Now the woman who pleaded guilty to espionage against the United States in 1985 has gone over to the other side.
Court documents released this month show that Svetlana Ogorodnikova worked as an FBI informant — wearing a wire to tape conversations with a woman accused of having a San Diego private investigator kidnapped, tortured and murdered in Mexico.
Ogorodnikova, who served 11 years in prison on espionage charges, is expected to testify for the prosecution in a trial scheduled to start June 18.
“It is truly ironic,” said Rep. Adam Schiff, D-Pasadena, a former assistant U.S. attorney who prosecuted the FBI agent, Richard Miller, in one of three trials.
Miller, who was arrested in 1984, was the first FBI agent charged with espionage. The case attracted widespread attention and embarrassed the government.
The congressman wasn’t surprised to find Ogorodnikova working for the FBI.
“She wasn’t ideological,” Schiff said. “She always struck me as a disconnected person who really has no purpose other than her own survival.”
Ogorodnikova’s lawyer says her client hasn’t been promised anything for her testimony. In fact, she spent four months in jail in the past two years because her meetings with the FBI violated her parole when they were not reported to her parole officer, said attorney Stanley Greenberg.
The San Diego case has nothing to do with espionage.
Kimberly Bailey of Fallbrook is accused of having Richard Post kidnapped, tortured over five days in Tijuana, and then murdered because she believed he cheated on her with other women and stole money from her business.

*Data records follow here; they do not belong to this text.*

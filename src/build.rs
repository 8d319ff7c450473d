//! Site building orchestration.
//!
//! ```text
//! build_site()
//!     │
//!     ├── TemplateStore::load() ──► every template, read once
//!     │
//!     ├── collect_all_files()   ──► SourceFile per content file
//!     │
//!     └── process_file() (parallel)
//!             ├── page  ──► compile + write *.html
//!             └── asset ──► copy
//! ```
//!
//! The template store is complete before any file is processed and is only
//! read afterwards. Each file owns its output path, so workers never touch
//! the same file. A failing file is logged and counted; the others still build.

use crate::{
    compiler::{FileKind, Outcome, SourceFile, collect_all_files, latest_mtime, process_file},
    config::SiteConfig,
    log,
    template::TemplateStore,
};
use anyhow::{Context, Result};
use rayon::prelude::*;
use std::{
    collections::HashSet,
    fs,
    path::{Path, PathBuf},
};

/// Counts of what a build did.
#[derive(Debug, Clone, Copy, Default, PartialEq, Eq)]
pub struct BuildReport {
    pub compiled: usize,
    pub copied: usize,
    pub skipped: usize,
    pub failed: usize,
}

impl BuildReport {
    fn record(&mut self, outcome: Option<Outcome>) {
        match outcome {
            Some(Outcome::Compiled) => self.compiled += 1,
            Some(Outcome::Copied) => self.copied += 1,
            Some(Outcome::Skipped) => self.skipped += 1,
            None => self.failed += 1,
        }
    }

    pub const fn is_success(&self) -> bool {
        self.failed == 0
    }
}

/// Build the whole site described by `config`.
///
/// Errors are returned only for problems that stop the build from starting
/// (templates can't be read, output can't be cleared, no worker pool).
/// Per-file failures are reported through [`BuildReport::failed`].
pub fn build_site(config: &SiteConfig) -> Result<BuildReport> {
    let output = &config.build.output;

    if config.build.clean && output.exists() {
        fs::remove_dir_all(output)
            .with_context(|| format!("Failed to clear output directory: {}", output.display()))?;
    }

    let store = TemplateStore::load(&config.build.templates).with_context(|| {
        format!(
            "Failed to load templates from {}",
            config.build.templates.display()
        )
    })?;
    if store.is_empty() {
        log!("warn"; "no templates in {}", config.build.templates.display());
    } else {
        log!("templates"; "loaded {}", store.len());
    }

    let deps_mtime = if config.build.template_deps {
        latest_mtime(&config.build.templates)?
    } else {
        None
    };

    let files = collect_files(&config.build.content, output)?;

    let pool = rayon::ThreadPoolBuilder::new()
        .num_threads(config.build.jobs)
        .build()
        .context("Failed to start build workers")?;

    let outcomes: Vec<Option<Outcome>> = pool.install(|| {
        files
            .par_iter()
            .map(|file| match process_file(file, config, &store, deps_mtime) {
                Ok(outcome) => Some(outcome),
                Err(e) => {
                    log!("error"; "{}: {:#}", file.relative, e);
                    None
                }
            })
            .collect()
    });

    let mut report = BuildReport::default();
    for outcome in outcomes {
        report.record(outcome);
    }

    log_build_result(&report);
    Ok(report)
}

/// Every content file with its output location.
///
/// Output paths are unique: when an asset would land on a rendered page
/// (`a.html` next to `a.md`), the page wins and the asset is dropped.
fn collect_files(content: &Path, output: &Path) -> Result<Vec<SourceFile>> {
    let mut files = collect_all_files(content)?
        .into_iter()
        .map(|path| SourceFile::from_source(path, content, output))
        .collect::<Result<Vec<_>>>()?;

    let pages: HashSet<PathBuf> = files
        .iter()
        .filter(|f| f.kind == FileKind::Page)
        .map(|f| f.dest.clone())
        .collect();
    files.retain(|f| {
        let shadowed = f.kind == FileKind::Asset && pages.contains(&f.dest);
        if shadowed {
            log!("warn"; "{} skipped, its output belongs to a page", f.relative);
        }
        !shadowed
    });
    Ok(files)
}

fn log_build_result(report: &BuildReport) {
    let BuildReport {
        compiled,
        copied,
        skipped,
        failed,
    } = report;

    if compiled + copied + skipped + failed == 0 {
        log!("warn"; "content directory is empty");
    } else if *failed > 0 {
        log!("error"; "{failed} failed ({compiled} compiled, {copied} copied, {skipped} up to date)");
    } else {
        log!("build"; "done ({compiled} compiled, {copied} copied, {skipped} up to date)");
    }
}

Bailey has pleaded innocent to conspiracy to murder a person in a foreign country and other charges. Through her lawyer, she has insisted that Post is alive and in hiding.
Ogorodnikova, who was released from prison in 1995, is a key witness in the case. Federal prosecutors in San Diego said the Russian was friends with Bailey and covertly taped conversations in which the defendant allegedly admitted having Post killed.
Bailey’s lawyer, Richard DeMassa, claims the FBI asked Ogorodnikova to befriend his client. Federal prosecutor Barbara Major declined to discuss the meeting of the two women in detail.
Ogorodnikova emigrated to the United States in the 1970s and settled in the Los Angeles area.
She has spent years fighting a deportation order, but the final resolution was unclear. Federal prosecutors and her lawyer said they did not know her legal status. Karen Kraushaar, a spokeswoman for the Immigration and Naturalization Service, declined to comment.
Ogorodnikova admitted having an affair with Miller to obtain classified documents for KGB agents based at the Soviet consulate in San Francisco. Miller, an overweight agent with a history of disciplinary problems, claimed he was doing a reverse sting operation.
The first trial of the FBI agent ended in a mistrial when the jury deadlocked. He was convicted of espionage at a second trial, but the verdict was overturned on appeal. In 1994, he was convicted again. He was released from prison after serving two-thirds of a 13-year sentence.
Despite her earlier confession, Ogorodnikova, in the second and third trials, claimed Miller was innocent and had only recruited her to help catch Soviet spies in the United States.
While the details are unclear, Ogorodnikova met Bailey in the summer of 1999, according to the court documents. At the time, the FBI was investigating the disappearance of Post, whose body has never been found.